▸ Problem to solve
Your answer should be the lines below from the one holding "pub fn metrics(&self)" through the one holding "impl Sender for RecordingSender", copied exactly and with nothing else.

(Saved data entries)
use crate::error::SendError;
use crate::wire::{DistributionPoint, MetricPoint, WireSpan};
use std::future::Future;
use std::pin::Pin;

/// Boxed send future returned by [`SenderBoxed`].
pub type SendFuture<'a> = Pin<Box<dyn Future<Output = Result<(), SendError>> + Send + 'a>>;

/// The collector client that performs the actual I/O.
///
/// Uses native async fn in traits instead of `#[async_trait]`.
///
/// # Note on Object Safety
///
/// This trait uses `impl Future` return types which are not object-safe.
/// For dynamic dispatch, use `Arc<dyn SenderBoxed>`; every `Sender` is one.
pub trait Sender: Send + Sync {
    /// Sends one scalar metric point.
    fn send_metric(&self, point: &MetricPoint) -> impl Future<Output = Result<(), SendError>> + Send;

    /// Sends one histogram distribution.
    fn send_distribution(
        &self,
        point: &DistributionPoint,
    ) -> impl Future<Output = Result<(), SendError>> + Send;

    /// Sends one span with its tags and logs.
    fn send_span(&self, span: &WireSpan) -> impl Future<Output = Result<(), SendError>> + Send;

    /// Pushes out anything the sender buffers internally.
    fn flush(&self) -> impl Future<Output = Result<(), SendError>> + Send;

    /// Returns the sender name for debugging.
    fn name(&self) -> &str;
}

/// Object-safe version of [`Sender`] for dynamic dispatch.
pub trait SenderBoxed: Send + Sync {
    fn send_metric_boxed<'a>(&'a self, point: &'a MetricPoint) -> SendFuture<'a>;

    fn send_distribution_boxed<'a>(&'a self, point: &'a DistributionPoint) -> SendFuture<'a>;

    fn send_span_boxed<'a>(&'a self, span: &'a WireSpan) -> SendFuture<'a>;

    fn flush_boxed(&self) -> SendFuture<'_>;

    fn name(&self) -> &str;
}

/// Blanket implementation: any Sender can be used as SenderBoxed
impl<T: Sender> SenderBoxed for T {
    fn send_metric_boxed<'a>(&'a self, point: &'a MetricPoint) -> SendFuture<'a> {
        Box::pin(self.send_metric(point))
    }

    fn send_distribution_boxed<'a>(&'a self, point: &'a DistributionPoint) -> SendFuture<'a> {
        Box::pin(self.send_distribution(point))
    }

    fn send_span_boxed<'a>(&'a self, span: &'a WireSpan) -> SendFuture<'a> {
        Box::pin(self.send_span(span))
    }

    fn flush_boxed(&self) -> SendFuture<'_> {
        Box::pin(self.flush())
    }

    fn name(&self) -> &str {
        Sender::name(self)
    }
}

/// Stdout sender for testing and debugging, one JSON document per record.
pub struct StdoutSender {
    verbose: bool,
}

impl StdoutSender {
    /// Creates a new stdout sender
    pub fn new(verbose: bool) -> Self {
        Self { verbose }
    }

    fn print<T: serde::Serialize>(&self, kind: &str, record: &T) -> Result<(), SendError> {
        if self.verbose {
            let json =
                serde_json::to_string(record).map_err(|e| SendError::Serialization(e.to_string()))?;
            println!("{kind} {json}");
        }
        Ok(())
    }
}

impl Sender for StdoutSender {
    async fn send_metric(&self, point: &MetricPoint) -> Result<(), SendError> {
        self.print("metric", point)
    }

    async fn send_distribution(&self, point: &DistributionPoint) -> Result<(), SendError> {
        self.print("distribution", point)
    }

    async fn send_span(&self, span: &WireSpan) -> Result<(), SendError> {
        self.print("span", span)
    }

    async fn flush(&self) -> Result<(), SendError> {
        Ok(())
    }

    fn name(&self) -> &str {
        "stdout"
    }
}

/// Null sender that discards everything (for benchmarking)
pub struct NullSender;

impl NullSender {
    pub fn new() -> Self {
        Self
    }
}

impl Default for NullSender {
    fn default() -> Self {
        Self::new()
    }
}

impl Sender for NullSender {
    async fn send_metric(&self, _point: &MetricPoint) -> Result<(), SendError> {
        Ok(())
    }

    async fn send_distribution(&self, _point: &DistributionPoint) -> Result<(), SendError> {
        Ok(())
    }

    async fn send_span(&self, _span: &WireSpan) -> Result<(), SendError> {
        Ok(())
    }

    async fn flush(&self) -> Result<(), SendError> {
        Ok(())
    }

    fn name(&self) -> &str {
        "null"
    }
}

/// Test sender that records everything it is given
#[cfg(test)]
#[derive(Default)]
pub struct RecordingSender {
    metrics: std::sync::Mutex<Vec<MetricPoint>>,
    distributions: std::sync::Mutex<Vec<DistributionPoint>>,
    spans: std::sync::Mutex<Vec<WireSpan>>,
    flushes: std::sync::atomic::AtomicUsize,
}

#[cfg(test)]
impl RecordingSender {
    pub fn new() -> Self {
        Self::default()
    }

    pub fn metrics(&self) -> Vec<MetricPoint> {
        self.metrics.lock().unwrap().clone()
    }

    pub fn distributions(&self) -> Vec<DistributionPoint> {
        self.distributions.lock().unwrap().clone()
    }

    pub fn spans(&self) -> Vec<WireSpan> {
        self.spans.lock().unwrap().clone()
    }

    pub fn sent_count(&self) -> usize {
        self.metrics.lock().unwrap().len()
            + self.distributions.lock().unwrap().len()
            + self.spans.lock().unwrap().len()
    }

    pub fn flush_count(&self) -> usize {
        self.flushes.load(std::sync::atomic::Ordering::Relaxed)
    }
}

#[cfg(test)]
impl Sender for RecordingSender {
    async fn send_metric(&self, point: &MetricPoint) -> Result<(), SendError> {
        self.metrics.lock().unwrap().push(point.clone());
        Ok(())
    }

    async fn send_distribution(&self, point: &DistributionPoint) -> Result<(), SendError> {
        self.distributions.lock().unwrap().push(point.clone());
        Ok(())
    }

    async fn send_span(&self, span: &WireSpan) -> Result<(), SendError> {
        self.spans.lock().unwrap().push(span.clone());
        Ok(())
    }

    async fn flush(&self) -> Result<(), SendError> {
        self.flushes.fetch_add(1, std::sync::atomic::Ordering::Relaxed);
        Ok(())
    }

    fn name(&self) -> &str {
        "recording"
    }
}

/// Sender that holds every send open until [`GatedSender::open`] is called.
#[cfg(test)]
pub struct GatedSender {
    gate: tokio::sync::watch::Sender<bool>,
    started: std::sync::atomic::AtomicUsize,
    in_flight: std::sync::atomic::AtomicUsize,
    max_in_flight: std::sync::atomic::AtomicUsize,
    inner: RecordingSender,
}

#[cfg(test)]
impl GatedSender {
    pub fn new() -> Self {
        let (gate, _) = tokio::sync::watch::channel(false);
        Self {
            gate,
            started: std::sync::atomic::AtomicUsize::new(0),
            in_flight: std::sync::atomic::AtomicUsize::new(0),
            max_in_flight: std::sync::atomic::AtomicUsize::new(0),
            inner: RecordingSender::new(),
        }
    }

    pub fn open(&self) {
        self.gate.send_replace(true);
    }

    /// Number of sends that reached the sender, completed or not.
    pub fn started(&self) -> usize {
        self.started.load(std::sync::atomic::Ordering::SeqCst)
    }

    /// Highest number of sends that were ever waiting at the same time.
    pub fn max_in_flight(&self) -> usize {
        self.max_in_flight.load(std::sync::atomic::Ordering::SeqCst)
    }

    pub fn completed(&self) -> usize {
        self.inner.sent_count()
    }

    async fn pass(&self) {
        use std::sync::atomic::Ordering::SeqCst;

        self.started.fetch_add(1, SeqCst);
        let now = self.in_flight.fetch_add(1, SeqCst) + 1;
        self.max_in_flight.fetch_max(now, SeqCst);
        let mut rx = self.gate.subscribe();
        let _ = rx.wait_for(|open| *open).await;
        self.in_flight.fetch_sub(1, SeqCst);
    }
}

#[cfg(test)]
impl Sender for GatedSender {
    async fn send_metric(&self, point: &MetricPoint) -> Result<(), SendError> {
        self.pass().await;
        self.inner.send_metric(point).await
    }

    async fn send_distribution(&self, point: &DistributionPoint) -> Result<(), SendError> {
        self.pass().await;
        self.inner.send_distribution(point).await
    }

    async fn send_span(&self, span: &WireSpan) -> Result<(), SendError> {
        self.pass().await;
        self.inner.send_span(span).await
    }

    async fn flush(&self) -> Result<(), SendError> {
        self.inner.flush().await
    }

    fn name(&self) -> &str {
        "gated"
    }
}

/// Sender whose every call fails.
#[cfg(test)]
#[derive(Default)]
pub struct FailingSender {
    attempts: std::sync::atomic::AtomicUsize,
}

#[cfg(test)]
impl FailingSender {
    pub fn new() -> Self {
        Self::default()
    }

    pub fn attempts(&self) -> usize {
        self.attempts.load(std::sync::atomic::Ordering::Relaxed)
    }

    fn fail(&self) -> Result<(), SendError> {
        self.attempts.fetch_add(1, std::sync::atomic::Ordering::Relaxed);
        Err(SendError::Transport("simulated failure".into()))
    }
}

#[cfg(test)]
impl Sender for FailingSender {
    async fn send_metric(&self, _point: &MetricPoint) -> Result<(), SendError> {
        self.fail()
    }

    async fn send_distribution(&self, _point: &DistributionPoint) -> Result<(), SendError> {
        self.fail()
    }

    async fn send_span(&self, _span: &WireSpan) -> Result<(), SendError> {
        self.fail()
    }

    async fn flush(&self) -> Result<(), SendError> {
        self.fail()
    }

    fn name(&self) -> &str {
        "failing"
    }
}

#[cfg(test)]
mod tests {
    use super::*;
    use std::collections::HashMap;
    use std::sync::Arc;

    fn point() -> MetricPoint {
        MetricPoint {
            name: "test".to_string(),
            value: 4.0,
            timestamp_millis: 1,
            source: "host".to_string(),
            tags: HashMap::new(),
        }
    }

    #[tokio::test]
    async fn test_stdout_sender() {
        let sender = StdoutSender::new(false);
        assert!(sender.send_metric(&point()).await.is_ok());
        assert!(sender.flush().await.is_ok());
    }

    #[tokio::test]
    async fn test_null_sender_through_boxed() {
        let sender: Arc<dyn SenderBoxed> = Arc::new(NullSender::new());
        assert!(sender.send_metric_boxed(&point()).await.is_ok());
        assert_eq!(sender.name(), "null");
    }

    #[tokio::test]
    async fn test_recording_sender() {
        let sender = RecordingSender::new();
        sender.send_metric(&point()).await.unwrap();
        sender.flush().await.unwrap();

        assert_eq!(sender.metrics(), vec![point()]);
        assert_eq!(sender.flush_count(), 1);
    }

    #[tokio::test]
    async fn test_gated_sender_holds_until_open() {
        let sender = Arc::new(GatedSender::new());
        let task = {
            let sender = Arc::clone(&sender);
            tokio::spawn(async move { sender.send_metric(&point()).await })
        };

        tokio::time::sleep(std::time::Duration::from_millis(20)).await;
        assert_eq!(sender.started(), 1);
        assert_eq!(sender.completed(), 0);

        sender.open();
        task.await.unwrap().unwrap();
        assert_eq!(sender.completed(), 1);
    }
}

▸ Exercise solution
    pub fn metrics(&self) -> Vec<MetricPoint> {
        self.metrics.lock().unwrap().clone()
    }

    pub fn distributions(&self) -> Vec<DistributionPoint> {
        self.distributions.lock().unwrap().clone()
    }

    pub fn spans(&self) -> Vec<WireSpan> {
        self.spans.lock().unwrap().clone()
    }

    pub fn sent_count(&self) -> usize {
        self.metrics.lock().unwrap().len()
            + self.distributions.lock().unwrap().len()
            + self.spans.lock().unwrap().len()
    }

    pub fn flush_count(&self) -> usize {
        self.flushes.load(std::sync::atomic::Ordering::Relaxed)
    }
}

#[cfg(test)]
impl Sender for RecordingSender {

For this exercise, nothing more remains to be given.